What the exercise asks: With the material below, print exactly the lines between the line holding "what the client" and the line holding "if segments.len() != 3", inclusive. Add nothing else.

======== Material supplied

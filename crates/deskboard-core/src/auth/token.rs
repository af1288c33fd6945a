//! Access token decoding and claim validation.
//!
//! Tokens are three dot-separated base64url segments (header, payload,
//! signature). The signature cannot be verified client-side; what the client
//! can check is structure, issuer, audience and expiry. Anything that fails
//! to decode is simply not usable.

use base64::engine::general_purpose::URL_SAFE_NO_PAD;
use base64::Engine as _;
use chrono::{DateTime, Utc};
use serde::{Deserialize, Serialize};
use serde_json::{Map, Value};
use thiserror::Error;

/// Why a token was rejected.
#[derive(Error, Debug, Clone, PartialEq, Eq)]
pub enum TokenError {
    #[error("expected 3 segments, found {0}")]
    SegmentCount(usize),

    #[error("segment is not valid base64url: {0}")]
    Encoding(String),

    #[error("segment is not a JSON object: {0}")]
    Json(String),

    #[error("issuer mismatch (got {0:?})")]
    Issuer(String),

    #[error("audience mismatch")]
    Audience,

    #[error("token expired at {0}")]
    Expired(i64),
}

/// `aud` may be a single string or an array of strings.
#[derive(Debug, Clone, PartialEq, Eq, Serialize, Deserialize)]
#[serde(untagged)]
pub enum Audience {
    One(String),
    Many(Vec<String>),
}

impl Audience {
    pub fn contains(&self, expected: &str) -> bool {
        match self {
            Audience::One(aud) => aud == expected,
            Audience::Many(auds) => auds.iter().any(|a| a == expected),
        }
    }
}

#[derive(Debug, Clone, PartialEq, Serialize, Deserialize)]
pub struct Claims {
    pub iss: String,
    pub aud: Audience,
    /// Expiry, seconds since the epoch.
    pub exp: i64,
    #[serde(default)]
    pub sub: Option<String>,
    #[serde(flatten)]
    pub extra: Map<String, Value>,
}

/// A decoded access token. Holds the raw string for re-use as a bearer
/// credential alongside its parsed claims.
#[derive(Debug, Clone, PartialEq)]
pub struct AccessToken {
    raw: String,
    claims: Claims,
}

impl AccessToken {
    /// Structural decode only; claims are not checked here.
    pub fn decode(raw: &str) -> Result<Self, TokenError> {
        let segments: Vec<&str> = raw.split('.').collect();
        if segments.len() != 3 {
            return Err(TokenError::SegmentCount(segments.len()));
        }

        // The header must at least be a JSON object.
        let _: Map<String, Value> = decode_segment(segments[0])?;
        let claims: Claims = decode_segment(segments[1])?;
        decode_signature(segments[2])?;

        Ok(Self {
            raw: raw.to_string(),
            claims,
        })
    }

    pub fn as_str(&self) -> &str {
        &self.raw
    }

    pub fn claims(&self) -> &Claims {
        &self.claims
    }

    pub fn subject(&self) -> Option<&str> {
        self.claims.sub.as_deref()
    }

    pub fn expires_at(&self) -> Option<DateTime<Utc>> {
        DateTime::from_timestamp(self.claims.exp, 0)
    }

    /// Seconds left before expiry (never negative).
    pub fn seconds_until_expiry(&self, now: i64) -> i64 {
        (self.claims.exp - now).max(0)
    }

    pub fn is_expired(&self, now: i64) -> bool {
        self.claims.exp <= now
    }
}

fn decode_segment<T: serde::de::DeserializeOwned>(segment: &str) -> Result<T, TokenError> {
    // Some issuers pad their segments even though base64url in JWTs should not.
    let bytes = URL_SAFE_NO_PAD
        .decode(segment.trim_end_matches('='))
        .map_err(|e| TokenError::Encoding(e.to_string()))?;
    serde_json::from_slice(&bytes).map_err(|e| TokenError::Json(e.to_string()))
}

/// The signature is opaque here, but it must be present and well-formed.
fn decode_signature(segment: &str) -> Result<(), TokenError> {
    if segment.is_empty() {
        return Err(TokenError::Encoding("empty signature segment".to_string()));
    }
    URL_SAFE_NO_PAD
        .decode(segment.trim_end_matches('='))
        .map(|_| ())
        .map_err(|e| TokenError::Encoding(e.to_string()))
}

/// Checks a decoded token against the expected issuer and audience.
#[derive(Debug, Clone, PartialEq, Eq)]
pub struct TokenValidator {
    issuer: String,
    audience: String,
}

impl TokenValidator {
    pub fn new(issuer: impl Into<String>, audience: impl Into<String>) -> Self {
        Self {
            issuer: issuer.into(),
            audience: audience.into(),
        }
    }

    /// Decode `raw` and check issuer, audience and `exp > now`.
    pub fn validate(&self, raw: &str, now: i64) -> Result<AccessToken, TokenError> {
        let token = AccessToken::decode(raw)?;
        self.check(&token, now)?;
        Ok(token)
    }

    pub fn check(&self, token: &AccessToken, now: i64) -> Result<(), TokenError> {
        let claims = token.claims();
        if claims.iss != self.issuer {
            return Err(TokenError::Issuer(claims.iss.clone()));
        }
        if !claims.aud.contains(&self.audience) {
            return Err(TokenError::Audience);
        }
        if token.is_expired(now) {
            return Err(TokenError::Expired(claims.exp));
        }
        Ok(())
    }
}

================
======== Material supplied

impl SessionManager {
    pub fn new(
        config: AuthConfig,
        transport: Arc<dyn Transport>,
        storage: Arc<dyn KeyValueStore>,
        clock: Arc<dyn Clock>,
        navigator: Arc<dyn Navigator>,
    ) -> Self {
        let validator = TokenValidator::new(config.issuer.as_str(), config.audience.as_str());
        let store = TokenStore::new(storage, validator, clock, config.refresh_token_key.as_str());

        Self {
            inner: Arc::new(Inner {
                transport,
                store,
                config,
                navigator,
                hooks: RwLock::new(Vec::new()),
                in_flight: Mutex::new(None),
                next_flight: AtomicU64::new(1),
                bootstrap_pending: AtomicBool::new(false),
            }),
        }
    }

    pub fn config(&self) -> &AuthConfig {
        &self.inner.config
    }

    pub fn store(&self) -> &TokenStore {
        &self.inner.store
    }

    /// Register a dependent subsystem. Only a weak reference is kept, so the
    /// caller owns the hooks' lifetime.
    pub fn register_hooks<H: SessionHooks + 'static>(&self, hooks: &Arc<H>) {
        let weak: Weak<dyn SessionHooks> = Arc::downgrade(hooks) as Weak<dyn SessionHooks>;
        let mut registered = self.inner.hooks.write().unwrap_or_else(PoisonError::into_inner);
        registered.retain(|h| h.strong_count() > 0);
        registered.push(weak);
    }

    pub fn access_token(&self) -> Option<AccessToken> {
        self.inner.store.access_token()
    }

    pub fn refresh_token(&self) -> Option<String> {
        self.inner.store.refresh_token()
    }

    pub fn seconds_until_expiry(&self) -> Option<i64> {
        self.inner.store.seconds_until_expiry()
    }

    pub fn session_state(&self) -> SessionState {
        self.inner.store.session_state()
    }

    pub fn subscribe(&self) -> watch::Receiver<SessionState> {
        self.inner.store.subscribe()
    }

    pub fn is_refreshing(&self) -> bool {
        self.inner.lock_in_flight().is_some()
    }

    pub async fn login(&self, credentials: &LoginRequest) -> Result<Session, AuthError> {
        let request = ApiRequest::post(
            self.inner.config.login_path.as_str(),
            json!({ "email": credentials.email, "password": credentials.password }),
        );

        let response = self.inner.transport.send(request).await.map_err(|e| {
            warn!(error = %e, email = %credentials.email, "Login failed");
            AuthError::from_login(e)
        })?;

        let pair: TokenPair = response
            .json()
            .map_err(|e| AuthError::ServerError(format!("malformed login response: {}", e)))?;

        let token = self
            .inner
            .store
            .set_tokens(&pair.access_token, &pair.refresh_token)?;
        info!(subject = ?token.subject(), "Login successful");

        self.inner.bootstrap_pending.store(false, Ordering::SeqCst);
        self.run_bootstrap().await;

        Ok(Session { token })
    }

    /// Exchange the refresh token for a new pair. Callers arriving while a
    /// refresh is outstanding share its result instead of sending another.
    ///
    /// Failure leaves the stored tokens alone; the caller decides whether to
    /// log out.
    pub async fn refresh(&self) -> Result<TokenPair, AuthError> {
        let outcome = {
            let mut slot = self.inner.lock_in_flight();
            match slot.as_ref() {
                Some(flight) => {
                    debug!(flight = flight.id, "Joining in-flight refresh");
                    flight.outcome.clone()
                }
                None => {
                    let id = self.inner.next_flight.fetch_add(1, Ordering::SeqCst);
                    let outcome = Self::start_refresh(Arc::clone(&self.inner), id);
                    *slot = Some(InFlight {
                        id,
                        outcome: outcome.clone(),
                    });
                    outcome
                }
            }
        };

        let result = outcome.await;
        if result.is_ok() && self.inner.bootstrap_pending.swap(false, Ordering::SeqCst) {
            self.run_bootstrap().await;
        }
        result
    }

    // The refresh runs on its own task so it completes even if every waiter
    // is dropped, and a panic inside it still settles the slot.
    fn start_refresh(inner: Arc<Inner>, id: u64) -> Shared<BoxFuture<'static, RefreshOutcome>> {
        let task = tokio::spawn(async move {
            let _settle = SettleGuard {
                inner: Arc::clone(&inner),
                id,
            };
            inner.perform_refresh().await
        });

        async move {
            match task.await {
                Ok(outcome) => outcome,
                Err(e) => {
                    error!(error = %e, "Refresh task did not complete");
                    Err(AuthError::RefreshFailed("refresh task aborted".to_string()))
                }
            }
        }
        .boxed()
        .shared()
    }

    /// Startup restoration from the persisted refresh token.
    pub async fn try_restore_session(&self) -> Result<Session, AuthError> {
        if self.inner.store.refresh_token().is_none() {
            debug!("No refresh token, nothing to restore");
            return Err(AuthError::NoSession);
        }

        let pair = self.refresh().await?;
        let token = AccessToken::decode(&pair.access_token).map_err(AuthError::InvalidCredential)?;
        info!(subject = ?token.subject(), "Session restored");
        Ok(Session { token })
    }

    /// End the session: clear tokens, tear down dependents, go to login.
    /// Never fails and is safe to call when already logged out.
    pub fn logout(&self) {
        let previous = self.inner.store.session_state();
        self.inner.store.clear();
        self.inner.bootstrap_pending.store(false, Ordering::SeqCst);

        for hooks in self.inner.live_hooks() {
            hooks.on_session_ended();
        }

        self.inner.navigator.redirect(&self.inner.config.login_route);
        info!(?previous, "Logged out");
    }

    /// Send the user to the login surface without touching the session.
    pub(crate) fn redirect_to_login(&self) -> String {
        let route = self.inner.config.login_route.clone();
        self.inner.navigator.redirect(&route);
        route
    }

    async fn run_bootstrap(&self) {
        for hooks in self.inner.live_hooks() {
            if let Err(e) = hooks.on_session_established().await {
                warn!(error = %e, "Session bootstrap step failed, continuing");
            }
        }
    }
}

================

Solution:
//! signature). The signature cannot be verified client-side; what the client
//! can check is structure, issuer, audience and expiry. Anything that fails
//! to decode is simply not usable.

use base64::engine::general_purpose::URL_SAFE_NO_PAD;
use base64::Engine as _;
use chrono::{DateTime, Utc};
use serde::{Deserialize, Serialize};
use serde_json::{Map, Value};
use thiserror::Error;

/// Why a token was rejected.
#[derive(Error, Debug, Clone, PartialEq, Eq)]
pub enum TokenError {
    #[error("expected 3 segments, found {0}")]
    SegmentCount(usize),

    #[error("segment is not valid base64url: {0}")]
    Encoding(String),

    #[error("segment is not a JSON object: {0}")]
    Json(String),

    #[error("issuer mismatch (got {0:?})")]
    Issuer(String),

    #[error("audience mismatch")]
    Audience,

    #[error("token expired at {0}")]
    Expired(i64),
}

/// `aud` may be a single string or an array of strings.
#[derive(Debug, Clone, PartialEq, Eq, Serialize, Deserialize)]
#[serde(untagged)]
pub enum Audience {
    One(String),
    Many(Vec<String>),
}

impl Audience {
    pub fn contains(&self, expected: &str) -> bool {
        match self {
            Audience::One(aud) => aud == expected,
            Audience::Many(auds) => auds.iter().any(|a| a == expected),
        }
    }
}

#[derive(Debug, Clone, PartialEq, Serialize, Deserialize)]
pub struct Claims {
    pub iss: String,
    pub aud: Audience,
    /// Expiry, seconds since the epoch.
    pub exp: i64,
    #[serde(default)]
    pub sub: Option<String>,
    #[serde(flatten)]
    pub extra: Map<String, Value>,
}

/// A decoded access token. Holds the raw string for re-use as a bearer
/// credential alongside its parsed claims.
#[derive(Debug, Clone, PartialEq)]
pub struct AccessToken {
    raw: String,
    claims: Claims,
}

impl AccessToken {
    /// Structural decode only; claims are not checked here.
    pub fn decode(raw: &str) -> Result<Self, TokenError> {
        let segments: Vec<&str> = raw.split('.').collect();
        if segments.len() != 3 {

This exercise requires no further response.